State 'on the precipice' of rapid increase in COVID cases

Gov. Asa Hutchinson, right, speaks about the rate of COVID-19 infection in Arkansas at a news conference Tuesday while an American Sign Language speaker interprets for the hearing impaired. (PUBLIC DOMAIN/News Observer)

State officials repeated Tuesday a warning from the White House Coronavirus Task Force that Arkansas, “is on the precipice of a rapid increase of cases that will be followed by new hospital admissions.”

The warning was issued in the days after the state saw an increase in COVID-19-related deaths.

“We look at the holiday season that is approaching and we have to be mindful that if Arkansas continues at the pace of the last two days, Arkansas will have an additional 1,000 Arkansans who will die of COVID between now and Christmas,” Gov. Asa Hutchinson said.

At the time Hutchinson issued his remarks Tuesday, the state had added 1,554 new cases of the virus in the previous 24 hours, resulting in 16,576 active cases across Arkansas. Of the active cases, 895 were hospitalized and more than 120 were on ventilators.

Ashley County accounted for 88 of the state’s active cases; of Ashley County’s cases, 69 were considered “confirmed” using polymerase chain reaction (PCR) tests, while the remaining 19 were considered “probable” because they were diagnosed using other testing methods.

Considering the holidays and the potential for an additional 1,000 people to die of the virus, “should inspire us to do well to follow the guidelines and break the trend,” Hutchinson said. “And that is our goal.”

Arkansas Secretary of Health Jose Romero said Tuesday that if the state does not get the virus under control quickly, hospitals will be overwhelmed.

“We are facing a significant and possibly uncontrollable rise in cases,” he said. “This is like a boulder rolling down a hill. There will come a time when we cannot stop it.”

Now is the time to act, he said, telling those watching the briefing that he still emphasizes “the three ‘W’s” — washing hands, wearing masks and watching your distance.

Romero said that the trend of recent deaths showed that a majority of the mortalities could be connected to nursing homes and congregate living centers.

“There is clearly a vulnerable population there and a population we are concerned about,” he said, before repeating advice he has given before about leaving older residents at nursing homes for the holidays this year.

“Our elderly are vulnerable,” Romero said. “Bringing them to your home may be a detriment to their health. Consider postponing your Thanksgiving with them until a later date.”

The health secretary expressed sympathy for the situation, saying that he understands that people want to be together.

“But it is a time to protect their health,” he said.

Romero said the Centers for Disease Control and Prevention has reported an increase of infections related to small gatherings of 10 or fewer.

“This means the increase is coming from the community and represents widespread community spread,” he said.

Despite voicing concerns about community spread, Hutchinson also said he was reluctant to follow guidance from the White House task force that advised reducing restaurant capacity to one-third.

“If you put the restrictions back down to one-third, you would be shutting down a whole bunch of businesses,” he said. “They are there hanging by a thread.
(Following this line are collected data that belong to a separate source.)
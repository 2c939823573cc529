use crate::{
    city_model::InstancedCityModel,
    context::Context,
    data_structures::{
        granularity::{ConvertGranularity, MeshGranularity},
        model::Model,
        scene_graph::ComponentId,
    },
    flow::{MainThread, Phase, Progress},
    pipelines::{ModelReconstruct, Strategy},
    resources::export::ComponentSnapshot,
};

/**
 * One reconstruction pass: convert the visible `targets`, destroy or hide them, place the result.
 *
 * Hidden targets are neither exported nor replaced. `adjust` runs on the exported model after
 * classification and before conversion.
 */
pub fn reconstruct_task(
    main: &MainThread<InstancedCityModel>,
    ctx: &Context,
    reconstruct: &ModelReconstruct,
    mut targets: Vec<ComponentSnapshot>,
    destroy_original: bool,
    progress: &Progress,
    adjust: impl FnOnce(&mut Model),
) -> anyhow::Result<Vec<ComponentId>> {
    targets.retain(|t| t.visible);
    if targets.is_empty() {
        log::debug!("nothing to reconstruct at {:?}", reconstruct.convert_granularity());
        return Ok(Vec::new());
    }

    progress.enter(Phase::Converting);
    let (model, city_model) = reconstruct.convert_model_for_reconstruct(&targets, adjust);
    if progress.is_canceled() {
        log::info!("reconstruction canceled before replacing {} components", targets.len());
        return Ok(Vec::new());
    }

    progress.enter(Phase::Destroying);
    let replaced: Vec<ComponentId> = targets.iter().map(|t| t.id).collect();
    main.run(move |city| city.destroy_or_hide_components(&replaced, destroy_original))?;

    progress.enter(Phase::Rebuilding);
    reconstruct.reconstruct_from_converted_model(main, ctx, &model, city_model, progress)
}

/**
 * Reconstructs or classifies `targets` at `granularity`.
 *
 * [`MeshGranularity::DoNotChange`] keeps each target's granularity: targets are partitioned by
 * their current granularity and every non-empty partition gets its own pass.
 */
pub fn run_passes(
    main: &MainThread<InstancedCityModel>,
    ctx: &Context,
    strategy: Strategy,
    targets: Vec<ComponentId>,
    granularity: MeshGranularity,
    destroy_original: bool,
    progress: &Progress,
) -> anyhow::Result<Vec<ComponentId>> {
    progress.enter(Phase::Selecting);
    let snapshots = main
        .run(move |city| ModelReconstruct::get_domain_objects_from_components(city, &targets))?;
    log::info!("{} components selected for {:?}", snapshots.len(), granularity);

    if let Some(granularity) = granularity.to_convert_granularity() {
        let reconstruct = ModelReconstruct::new(strategy, granularity);
        return reconstruct_task(
            main,
            ctx,
            &reconstruct,
            snapshots,
            destroy_original,
            progress,
            |_| {},
        );
    }

    let mut reconstruct = ModelReconstruct::new(strategy, ConvertGranularity::default());
    let mut created = Vec::new();
    for granularity in ConvertGranularity::ALL {
        if progress.is_canceled() {
            break;
        }
        let subset = ModelReconstruct::filter_by_granularity(&snapshots, granularity);
        if subset.is_empty() {
            continue;
        }
        reconstruct.set_convert_granularity(granularity);
        created.extend(reconstruct_task(
            main,
            ctx,
            &reconstruct,
            subset,
            destroy_original,
            progress,
            |_| {},
        )?);
    }
    Ok(created)
}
If you cut that further, you are going to be putting them under water.”

The state does have, however, a compliance review team that visits businesses to ensure that they are following proper safety protocols, Hutchinson said. The team’s administrator, Mike Moore, said that after four months of reviews, his team had found a 93 percent compliance rate.

“We need to understand that even a seven percent non-compliance can cause some huge problems when it comes to this COVID-19 that our whole state is battling,” Moore said.

Most of the violations resulted in verbal warnings, he said.

“We are really trying to work with the restaurants, the bars,” he said. “Our goal is for them to stay open. We want to make sure Arkansans are safe when they want to go out.”

Moore encouraged those who go out to wear masks and practice social distancing.

“If you are not afraid of the virus, we understand that, but the folks you may infect, we don’t know how it will affect them,” he said.

Hutchinson likewise said he would not be telling schools to put a pause on sports for the time being. Infections connected with sporting events tend to be traced to activities that surround high school athletics rather than what happens on the field, he said.

“I want the schools to continue to look at their activities and as to how they can better plan, whether they should be scheduling all the games at the same time, but if there is ways you can have windows so that the crowds are not exchanging constantly,” Hutchinson said. “There is not an easy answer there, (but) we don’t plan on cancelling athletics. I think that would be terrible for the health of our young people; but we will be looking at other ways to control that environment.”

Nationally, 11,289,297 people have been infected with COVID-19 since the pandemic reached American shores earlier this year. A total of 248,001 Americans have died of the virus since then.